Top Ten Tuesday was created by The Broke and the Bookish, and is now hosted by That Artsy Reader Girl. It’s all about books, lists and sharing the love we have of both with our bookish friends. This week, it’s time to take a look at our winter TBR!
Winter is well and truly here: the leaves long-fallen, our days short and damp, the light twinkling mostly from strings we’ve all adorned homes and gardens with to bring us midwinter joy. Wet weather and a warm fire are a perfect excuse for slow afternoons reading – and if I’m trying not to make plans as such, that doesn’t mean I don’t have a list of books most likely to demand my attention.
I’m on a rereading and novella kick this month, so I’ll be completing the Witches of Lychford novellas before Christmas and returning to the Deverry read-along with Dragonspell. More rereads will follow in the new year: I’ll be picking up Ancient Light to complete the Orthe duology with Mayri the BookForager, and Kushiel’s Chosen as we embark on the next phase of #ReadAsThouWilt. But let’s focus on first time reads I’ll be considering this winter…
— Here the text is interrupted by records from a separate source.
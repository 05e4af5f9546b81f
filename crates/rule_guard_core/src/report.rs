//! The hierarchical validation report.
//!
//! A pure data aggregator: File reports own group reports, which own rule
//! reports. The only logic here is validity bubbling (a node is invalid iff
//! it or any descendant recorded an error) and the aggregate counters on the
//! root. The tree is built fresh per run, rendered, and discarded.

use std::time::Duration;

use serde::Serialize;

use crate::rulefile::RuleType;

#[cfg(test)]
#[path = "report_tests.rs"]
mod tests;

/// Outcome of validating one rule.
#[derive(Debug, Clone, Serialize)]
pub struct RuleReport {
    pub name: String,
    pub rule_type: RuleType,
    pub valid: bool,
    pub excluded: bool,
    pub errors: Vec<String>,
}

impl RuleReport {
    pub fn new(name: impl Into<String>, rule_type: RuleType) -> Self {
        Self {
            name: name.into(),
            rule_type,
            valid: true,
            excluded: false,
            errors: Vec::new(),
        }
    }

    pub fn add_error(&mut self, error: String) {
        self.valid = false;
        self.errors.push(error);
    }
}

/// Outcome of validating one rule group.
#[derive(Debug, Clone, Serialize)]
pub struct GroupReport {
    pub name: String,
    pub valid: bool,
    pub excluded: bool,
    /// Errors recorded at group level (group-scoped checks).
    pub errors: Vec<String>,
    pub rules: Vec<RuleReport>,
}

impl GroupReport {
    pub fn new(name: impl Into<String>) -> Self {
        Self {
            name: name.into(),
            valid: true,
            excluded: false,
            errors: Vec::new(),
            rules: Vec::new(),
        }
    }

    pub fn add_error(&mut self, error: String) {
        self.valid = false;
        self.errors.push(error);
    }

    /// Appends a rule report, bubbling its validity up to this group.
    pub fn add_rule(&mut self, rule: RuleReport) {
        if !rule.valid {
            self.valid = false;
        }
        self.rules.push(rule);
    }
}

/// Outcome of validating one rule file.
#[derive(Debug, Clone, Serialize)]
pub struct FileReport {
    pub path: String,
    pub valid: bool,
    pub excluded: bool,
    /// Errors recorded at file level (parse failures).
    pub errors: Vec<String>,
    pub groups: Vec<GroupReport>,
}

impl FileReport {
    pub fn new(path: impl Into<String>) -> Self {
        Self {
            path: path.into(),
            valid: true,
            excluded: false,
            errors: Vec::new(),
            groups: Vec::new(),
        }
    }

    pub fn add_error(&mut self, error: String) {
        self.valid = false;
        self.errors.push(error);
    }

    /// Appends a group report, bubbling its validity up to this file.
    pub fn add_group(&mut self, group: GroupReport) {
        if !group.valid {
            self.valid = false;
        }
        self.groups.push(group);
    }
}

/// Root of the report tree with run-wide counters.
#[derive(Debug, Clone, Serialize)]
pub struct ValidationReport {
    pub failed: bool,
    pub duration_ms: u64,
    pub files_count: usize,
    pub files_excluded: usize,
    pub groups_count: usize,
    pub groups_excluded: usize,
    pub rules_count: usize,
    pub rules_excluded: usize,
    pub errors_count: usize,
    pub files: Vec<FileReport>,
}

impl ValidationReport {
    pub fn new() -> Self {
        Self {
            failed: false,
            duration_ms: 0,
            files_count: 0,
            files_excluded: 0,
            groups_count: 0,
            groups_excluded: 0,
            rules_count: 0,
            rules_excluded: 0,
            errors_count: 0,
            files: Vec::new(),
        }
    }

    /// Appends a file report, bubbling its validity into `failed`.
    pub fn add_file(&mut self, file: FileReport) {
        if !file.valid {
            self.failed = true;
        }
        self.files.push(file);
    }

    /// Recomputes the aggregate counters from the tree and records the
    /// run's wall-clock duration. Called once, after all files are in.
    pub fn finish(&mut self, duration: Duration) {
        self.duration_ms = duration.as_millis() as u64;
        self.files_count = self.files.len();
        self.files_excluded = self.files.iter().filter(|f| f.excluded).count();
        self.groups_count = 0;
        self.groups_excluded = 0;
        self.rules_count = 0;
        self.rules_excluded = 0;
        self.errors_count = 0;

        for file in &self.files {
            self.errors_count += file.errors.len();
            for group in &file.groups {
                self.groups_count += 1;
                if group.excluded {
                    self.groups_excluded += 1;
                }
                self.errors_count += group.errors.len();
                for rule in &group.rules {
                    self.rules_count += 1;
                    if rule.excluded {
                        self.rules_excluded += 1;
                    }
                    self.errors_count += rule.errors.len();
                }
            }
        }
    }
}

impl Default for ValidationReport {
    fn default() -> Self {
        Self::new()
    }
}
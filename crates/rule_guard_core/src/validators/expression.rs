//! Checks over rule expressions.
//!
//! The pattern-based checks work on the expression text. The remote checks
//! delegate interpretation to the configured Prometheus itself: an
//! expression the backend evaluates is well-formed by definition, which
//! avoids shipping a second PromQL implementation that could drift from the
//! real one.

use async_trait::async_trait;
use prometheus_client::PrometheusClient;
use regex::Regex;
use serde::Deserialize;

use crate::errors::ConfigError;
use crate::rulefile::{Rule, RuleGroup};
use crate::validator::{decode_params, Validator, ValidatorConfig};

#[cfg(test)]
#[path = "expression_tests.rs"]
mod tests;

const NO_CLIENT_ERROR: &str = "this check needs a live Prometheus, but none is configured";

#[derive(Debug, Deserialize)]
#[serde(deny_unknown_fields)]
struct RegexpParams {
    regexp: String,
}

fn compile(validator_type: &str, regexp: &str) -> Result<Regex, ConfigError> {
    Regex::new(regexp).map_err(|err| ConfigError::InvalidParams {
        validator_type: validator_type.to_string(),
        reason: err.to_string(),
    })
}

/// Requires the expression text to match a regular expression.
#[derive(Debug)]
pub struct ExpressionMatchesRegexp {
    regexp: Regex,
}

impl ExpressionMatchesRegexp {
    pub(crate) fn from_config(config: &ValidatorConfig) -> Result<Self, ConfigError> {
        let params: RegexpParams = decode_params("expressionMatchesRegexp", &config.params)?;
        Ok(Self {
            regexp: compile("expressionMatchesRegexp", &params.regexp)?,
        })
    }
}

#[async_trait]
impl Validator for ExpressionMatchesRegexp {
    fn name(&self) -> &'static str {
        "expressionMatchesRegexp"
    }

    fn describe(&self) -> String {
        format!("expression matches the regular expression `{}`", self.regexp)
    }

    async fn validate(
        &self,
        _group: &RuleGroup,
        rule: Option<&Rule>,
        _client: Option<&PrometheusClient>,
    ) -> Vec<String> {
        let Some(rule) = rule else {
            return Vec::new();
        };
        if self.regexp.is_match(&rule.expr) {
            Vec::new()
        } else {
            vec![format!("expression does not match `{}`", self.regexp)]
        }
    }
}

/// Forbids the expression text from matching a regular expression.
#[derive(Debug)]
pub struct ExpressionDoesNotMatchRegexp {
    regexp: Regex,
}

impl ExpressionDoesNotMatchRegexp {
    pub(crate) fn from_config(config: &ValidatorConfig) -> Result<Self, ConfigError> {
        let params: RegexpParams = decode_params("expressionDoesNotMatchRegexp", &config.params)?;
        Ok(Self {
            regexp: compile("expressionDoesNotMatchRegexp", &params.regexp)?,
        })
    }
}

#[async_trait]
impl Validator for ExpressionDoesNotMatchRegexp {
    fn name(&self) -> &'static str {
        "expressionDoesNotMatchRegexp"
    }

    fn describe(&self) -> String {
        format!(
            "expression does not match the regular expression `{}`",
            self.regexp
        )
    }

    async fn validate(
        &self,
        _group: &RuleGroup,
        rule: Option<&Rule>,
        _client: Option<&PrometheusClient>,
    ) -> Vec<String> {
        let Some(rule) = rule else {
            return Vec::new();
        };
        if self.regexp.is_match(&rule.expr) {
            vec![format!("expression matches the forbidden `{}`", self.regexp)]
        } else {
            Vec::new()
        }
    }
}

#[derive(Debug, Deserialize)]
#[serde(deny_unknown_fields)]
struct NoParams {}

/// Requires the backend to accept and evaluate the expression.
#[derive(Debug)]
pub struct ExpressionCanBeEvaluated;

impl ExpressionCanBeEvaluated {
    pub(crate) fn from_config(config: &ValidatorConfig) -> Result<Self, ConfigError> {
        let NoParams {} = decode_params("expressionCanBeEvaluated", &config.params)?;
        Ok(Self)
    }
}

#[async_trait]
impl Validator for ExpressionCanBeEvaluated {
    fn name(&self) -> &'static str {
        "expressionCanBeEvaluated"
    }

    fn describe(&self) -> String {
        "expression evaluates successfully on the live Prometheus".to_string()
    }

    async fn validate(
        &self,
        group: &RuleGroup,
        rule: Option<&Rule>,
        client: Option<&PrometheusClient>,
    ) -> Vec<String> {
        let Some(rule) = rule else {
            return Vec::new();
        };
        let Some(client) = client else {
            return vec![NO_CLIENT_ERROR.to_string()];
        };
        match client.evaluate_query(&group.source_tenants, &rule.expr).await {
            Ok(_) => Vec::new(),
            Err(err) => vec![format!("expression failed to evaluate: {err}")],
        }
    }
}

/// Requires the expression to return at least one series right now.
#[derive(Debug)]
pub struct ExpressionReturnsData;

impl ExpressionReturnsData {
    pub(crate) fn from_config(config: &ValidatorConfig) -> Result<Self, ConfigError> {
        let NoParams {} = decode_params("expressionReturnsData", &config.params)?;
        Ok(Self)
    }
}

#[async_trait]
impl Validator for ExpressionReturnsData {
    fn name(&self) -> &'static str {
        "expressionReturnsData"
    }

    fn describe(&self) -> String {
        "expression returns data on the live Prometheus".to_string()
    }

    async fn validate(
        &self,
        group: &RuleGroup,
        rule: Option<&Rule>,
        client: Option<&PrometheusClient>,
    ) -> Vec<String> {
        let Some(rule) = rule else {
            return Vec::new();
        };
        let Some(client) = client else {
            return vec![NO_CLIENT_ERROR.to_string()];
        };
        match client.evaluate_query(&group.source_tenants, &rule.expr).await {
            Ok((0, _)) => vec!["expression returns no data".to_string()],
            Ok(_) => Vec::new(),
            Err(err) => vec![format!("expression failed to evaluate: {err}")],
        }
    }
}

/// Requires every selector in the expression to match at least one series.
///
/// Selectors are lifted from the expression text (`metric{matchers}`
/// shapes); bare metric names without matchers are left to
/// `expressionReturnsData`.
#[derive(Debug)]
pub struct ExpressionSelectorsMatchesAnything {
    selector_pattern: Regex,
}

impl ExpressionSelectorsMatchesAnything {
    pub(crate) fn from_config(config: &ValidatorConfig) -> Result<Self, ConfigError> {
        let NoParams {} = decode_params("expressionSelectorsMatchesAnything", &config.params)?;
        Ok(Self {
            selector_pattern: compile(
                "expressionSelectorsMatchesAnything",
                r"(?:[a-zA-Z_:][a-zA-Z0-9_:]*)?\{[^}]*\}",
            )?,
        })
    }

    fn selectors<'e>(&self, expr: &'e str) -> Vec<&'e str> {
        self.selector_pattern
            .find_iter(expr)
            .map(|m| m.as_str())
            .collect()
    }
}

#[async_trait]
impl Validator for ExpressionSelectorsMatchesAnything {
    fn name(&self) -> &'static str {
        "expressionSelectorsMatchesAnything"
    }

    fn describe(&self) -> String {
        "every selector in the expression matches series on the live Prometheus".to_string()
    }

    async fn validate(
        &self,
        group: &RuleGroup,
        rule: Option<&Rule>,
        client: Option<&PrometheusClient>,
    ) -> Vec<String> {
        let Some(rule) = rule else {
            return Vec::new();
        };
        let Some(client) = client else {
            return vec![NO_CLIENT_ERROR.to_string()];
        };

        let mut errors = Vec::new();
        for selector in self.selectors(&rule.expr) {
            match client.match_selector(&group.source_tenants, selector).await {
                Ok(0) => errors.push(format!("selector `{selector}` matches no series")),
                Ok(_) => {}
                Err(err) => errors.push(format!("selector `{selector}` failed to match: {err}")),
            }
        }
        errors
    }
}
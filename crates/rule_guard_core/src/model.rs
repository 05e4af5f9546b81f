//! The validation rule model: named, scoped bundles of validators.
//!
//! A [`ValidationRuleSpec`] is built once from configuration at startup and
//! is read-only afterwards, so it can be shared freely across parallel
//! validation workers.

use std::sync::Arc;

use serde::{Deserialize, Serialize};

use crate::rulefile::RuleType;
use crate::validator::Validator;

#[cfg(test)]
#[path = "model_tests.rs"]
mod tests;

/// Which kind of entity a validation rule applies to.
#[derive(Debug, Clone, Copy, PartialEq, Eq, Serialize, Deserialize)]
pub enum Scope {
    #[serde(rename = "alert")]
    Alert,
    #[serde(rename = "recordingRule")]
    RecordingRule,
    #[serde(rename = "group")]
    Group,
    #[serde(rename = "all")]
    All,
}

impl Scope {
    /// Whether a validation rule with this scope applies to a rule of the
    /// given type. Group scope never matches individual rules.
    pub fn applies_to(self, rule_type: RuleType) -> bool {
        match self {
            Scope::All => true,
            Scope::Alert => rule_type == RuleType::Alert,
            Scope::RecordingRule => rule_type == RuleType::Recording,
            Scope::Group => false,
        }
    }
}

impl std::fmt::Display for Scope {
    fn fmt(&self, f: &mut std::fmt::Formatter<'_>) -> std::fmt::Result {
        match self {
            Scope::Alert => write!(f, "alert"),
            Scope::RecordingRule => write!(f, "recording rule"),
            Scope::Group => write!(f, "group"),
            Scope::All => write!(f, "all rules"),
        }
    }
}

/// A validator together with the operator's free-form note about it.
#[derive(Debug, Clone)]
pub struct AttachedValidator {
    pub validator: Arc<dyn Validator>,
    pub additional_details: Option<String>,
}

impl AttachedValidator {
    fn describe(&self) -> String {
        match &self.additional_details {
            Some(details) => format!("{} ({details})", self.validator.describe()),
            None => self.validator.describe(),
        }
    }
}

/// A named, scoped bundle of validators plus optional preconditions.
///
/// Mutable only through the attach methods during construction; once built
/// the orchestrator treats it as read-only.
#[derive(Debug, Clone)]
pub struct ValidationRuleSpec {
    name: String,
    scope: Scope,
    validators: Vec<AttachedValidator>,
    only_if: Vec<AttachedValidator>,
}

impl ValidationRuleSpec {
    pub fn new(name: impl Into<String>, scope: Scope) -> Self {
        Self {
            name: name.into(),
            scope,
            validators: Vec::new(),
            only_if: Vec::new(),
        }
    }

    /// The operator-facing name, used by exclusion annotations.
    pub fn name(&self) -> &str {
        &self.name
    }

    pub fn scope(&self) -> Scope {
        self.scope
    }

    /// Attaches a main validator.
    pub fn attach_validator(
        &mut self,
        validator: Arc<dyn Validator>,
        additional_details: Option<String>,
    ) {
        self.validators.push(AttachedValidator {
            validator,
            additional_details,
        });
    }

    /// Attaches a precondition. If any precondition reports an error, the
    /// main validators are skipped for that rule (a no-op, not a failure).
    pub fn attach_only_if(
        &mut self,
        validator: Arc<dyn Validator>,
        additional_details: Option<String>,
    ) {
        self.only_if.push(AttachedValidator {
            validator,
            additional_details,
        });
    }

    pub fn validators(&self) -> &[AttachedValidator] {
        &self.validators
    }

    pub fn only_if(&self) -> &[AttachedValidator] {
        &self.only_if
    }

    /// Human-readable descriptions of everything this rule enforces, in
    /// attachment order. Used by the documentation command.
    pub fn describe(&self) -> Vec<String> {
        let mut lines = Vec::with_capacity(self.validators.len() + self.only_if.len());
        for attached in &self.only_if {
            lines.push(format!("only if: {}", attached.describe()));
        }
        for attached in &self.validators {
            lines.push(attached.describe());
        }
        lines
    }
}
use super::{assert_int, assert_str, assert_true, run_one};
use crate::lua_value::LuaValue;

#[test]
fn integer_arithmetic_stays_integer() {
    assert_int("return 2 + 3", 5);
    assert_int("return 2 * 3 - 1", 5);
    assert_int("return 7 // 2", 3);
    assert_int("return -7 // 2", -4);
    assert_int("return 7 % 3", 1);
    assert_int("return -7 % 3", 2);
    assert_int("return 7 % -3", -2);
}

#[test]
fn division_and_power_are_float() {
    assert_eq!(run_one("return 4 / 2"), LuaValue::Float(2.0));
    assert_eq!(run_one("return 2 ^ 3"), LuaValue::Float(8.0));
    assert_true("return math.type(4 / 2) == 'float'");
    assert_true("return math.type(2 ^ 2) == 'float'");
}

#[test]
fn mixed_arithmetic_promotes() {
    assert_eq!(run_one("return 1 + 0.5"), LuaValue::Float(1.5));
    assert_true("return math.type(1 + 1.0) == 'float'");
    assert_true("return 1 == 1.0");
}

#[test]
fn integer_overflow_wraps() {
    assert_true("return math.maxinteger + 1 == math.mininteger");
    assert_true("return math.mininteger - 1 == math.maxinteger");
    assert_true("return math.maxinteger * 2 == -2");
}

#[test]
fn string_coercion_in_arithmetic() {
    assert_int("return '10' + 5", 15);
    assert_int("return '3' * '4'", 12);
    assert_eq!(run_one("return '1.5' + 0.5"), LuaValue::Float(2.0));
}

#[test]
fn power_associativity() {
    // 2^3^2 == 2^(3^2)
    assert_eq!(run_one("return 2^3^2"), LuaValue::Float(512.0));
    assert_eq!(run_one("return 2^3*4"), LuaValue::Float(32.0));
    assert_true("return 2.0^-2 == 1/4");
}

#[test]
fn unary_minus_precedence() {
    assert_eq!(run_one("return -2^2"), LuaValue::Float(-4.0));
    assert_eq!(run_one("return (-2)^2"), LuaValue::Float(4.0));
    assert_int("return -2 * 3", -6);
}

#[test]
fn concat_precedence_against_shift() {
    assert_int(r#"return "7" .. 3 << 1"#, 146);
}

#[test]
fn concat_builds_strings() {
    assert_str("return 'a' .. 'b' .. 'c'", "abc");
    assert_str("return 'n=' .. 42", "n=42");
    assert_str("return 1 .. 2", "12");
    assert_str("return 'pi=' .. 0.5", "pi=0.5");
}

#[test]
fn comparison_operators() {
    assert_true("return 1 < 2");
    assert_true("return 2 <= 2");
    assert_true("return 3 > 2");
    assert_true("return 'a' < 'b'");
    assert_true("return 'abc' < 'abd'");
    assert_true("return 1 ~= 2");
    assert_true("return not (1 == 2)");
    assert_true("return 1 < 1.5");
}

#[test]
fn logical_short_circuit() {
    assert_int("return false or 5", 5);
    assert_int("return nil and error('never') or 3", 3);
    assert_true("return (1 and 2) == 2");
    assert_true("return (nil and 2) == nil");
    assert_true("return (false or nil) == nil");
    // rhs must not evaluate when short-circuited
    assert_true("local n = 0 local f = function() n = n + 1 return true end local _ = true or f() return n == 0");
}

#[test]
fn bitwise_operators() {
    assert_int("return 0xF0 | 0x0F", 255);
    assert_int("return 0xFF & 0x0F", 15);
    assert_int("return 0xFF ~ 0x0F", 0xF0);
    assert_int("return 1 << 4", 16);
    assert_int("return 256 >> 4", 16);
    assert_int("return ~0", -1);
    assert_int("return 1 << 64", 0);
    assert_int("return -1 >> 1", i64::MAX);
}

#[test]
fn length_operator() {
    assert_int("return #'hello'", 5);
    assert_int("return #''", 0);
    assert_int("return #{1, 2, 3}", 3);
    assert_int("return #{}", 0);
}

#[test]
fn truthiness_rules() {
    assert_true("return not nil");
    assert_true("return not false");
    assert_true("return not not 0");
    assert_true("return not not ''");
}
// Lua 5.3 interpreter
// Lexer -> Pratt parser -> register bytecode compiler -> VM, with a
// sandboxed host-facing embedding API.

#[cfg(test)]
mod test;

pub mod api;
pub mod compiler;
pub mod gc;
pub mod lib_registry;
pub mod lua_pattern;
pub mod lua_value;
pub mod lua_vm;
pub mod stdlib;

pub use api::{HostValue, Lua, SandboxOptions};
pub use compiler::Compiler;
pub use gc::GC;
pub use lib_registry::LibraryRegistry;
pub use lua_value::{Chunk, LuaFunction, LuaString, LuaTable, LuaValue};
pub use lua_vm::{Instruction, LuaError, LuaErrorKind, LuaOptions, LuaResult, LuaVM, OpCode};

use std::rc::Rc;

/// Main entry point for executing Lua code on a fresh, unsandboxed VM.
pub fn execute(source: &str) -> LuaResult<Vec<LuaValue>> {
    let mut vm = LuaVM::new();
    vm.open_libs();
    let chunk = vm.compile(source, "chunk")?;
    vm.execute(Rc::new(chunk))
}

/// Execute Lua code with a caller-provided VM instance.
pub fn execute_with_vm(vm: &mut LuaVM, source: &str) -> LuaResult<Vec<LuaValue>> {
    let chunk = vm.compile(source, "chunk")?;
    vm.execute(Rc::new(chunk))
}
In spite of my protestations that I will make no commitments in 2021 (ahahahaha as if I know how to live that way), there are a number of ARCs that I will be reading and reviewing soon. Quite a lot of them, in fact. The song of the gullaime and the majesty of the arakeesians summon me back to sail with Lucky Meas and Joron Twiner – yes, I’ve been hearing The Call of the Bone Ships for some time now, and I won’t be resisting much longer.
Dr Adam Roberts’ The End of the World will be my first non-fiction read in some time. As we lurch towards Brexit, perhaps it’s only appropriate that I immerse myself in a discussion of our relationship with the concept of apocalypse.
The Wall by Gautam Bhatia feels just as thematically apt: a much-lauded debut fantasy of an authoritarian nation hemmed in by self-imposed borders and a refusal to contemplate what freedoms and opportunities might lie beyond. Yes, I may be over-interpreting, but this promises to be a fantasy of hope and imagination, which is just what I need.




I’ve had a fairly strong tilt in favour of reading fantasy this year, and based on my instinctive response to which books are clamouring loudest from my backlog, that’s not set to change. Of the various titles I’ve snapped up but not yet read this year, these four are the ones that leap off the shelf this morning.
The Four Profound Weaves is Rose Lemberg’s first full-length fiction, and will be my point of entry into their long-running Birdverse. A tale of identity that plays to many of my sweet spots, this desert fantasy embraces craft, family and mythology as two older protagonists seek a way to challenge a tyrant and define who they truly are.
The Empress of Salt and Fortune is Nghi Vo’s debut novella, a story of a young woman seizing influence in spite of the barriers imposed by her arranged marriage. This sounds like my jam even before I get to the framing device, which is even more up my street; I’m really not sure how I never made time to squeeze this in when it came out. It’s been a helluva year.
Having missed out on an ARC, I’ve somehow had Too Much Going On to read The Obsidian Tower either, even though I’m dying to return to Vaskandar. The plus side? I get to give myself the Christmas present of reading a new Melissa Caruso!
Last but not least, February promises a new series from Mike Brooks featuring war dragons (oh hai); The Black Coast is a review copy that I have been sat on for months, and at this point I can’t wait to dive into it.



I’ll finish with some books that are firmly on the 2021 side of the reading line. January is Vintage SF Month, which is the perfect time to dust off the copy of the only John Wyndham I’ve never read. Plan for Chaos is – by all accounts – an unholy mess, and there’s a reason it was never published in Wyndham’s lifetime, but I’m curious to complete my Wyndham reads.
February is my birthday month, and the stars have aligned to see new releases scheduled in some of my favourite series, so I shall be celebrating in the best possible way. I am exercising great restraint and making no effort to lay my hands on an advance copy of The Galaxy, And The Ground Within as I have pre-ordered a Goldsboro edition as a birthday present to myself. The odds on me leaving it until February to read The Edge are rather longer given the long, long wait to get my hands on it (…and I already have my hands on it).
How many of these will I read? We’ll see. There are sure to be other things that poke their heads above the parapet yelling PICK ME – and my promise to myself for the next 12 months is to read as much on a whim as possible. That may mean reading books off the shelf, or it may mean review copies and new releases – I just want to follow my nose, as I suspect 2021 will be quite hard enough without imposing arbitrary constraints on my reading. But I’d expect a fair few of these to feature.
What will you be reading this winter?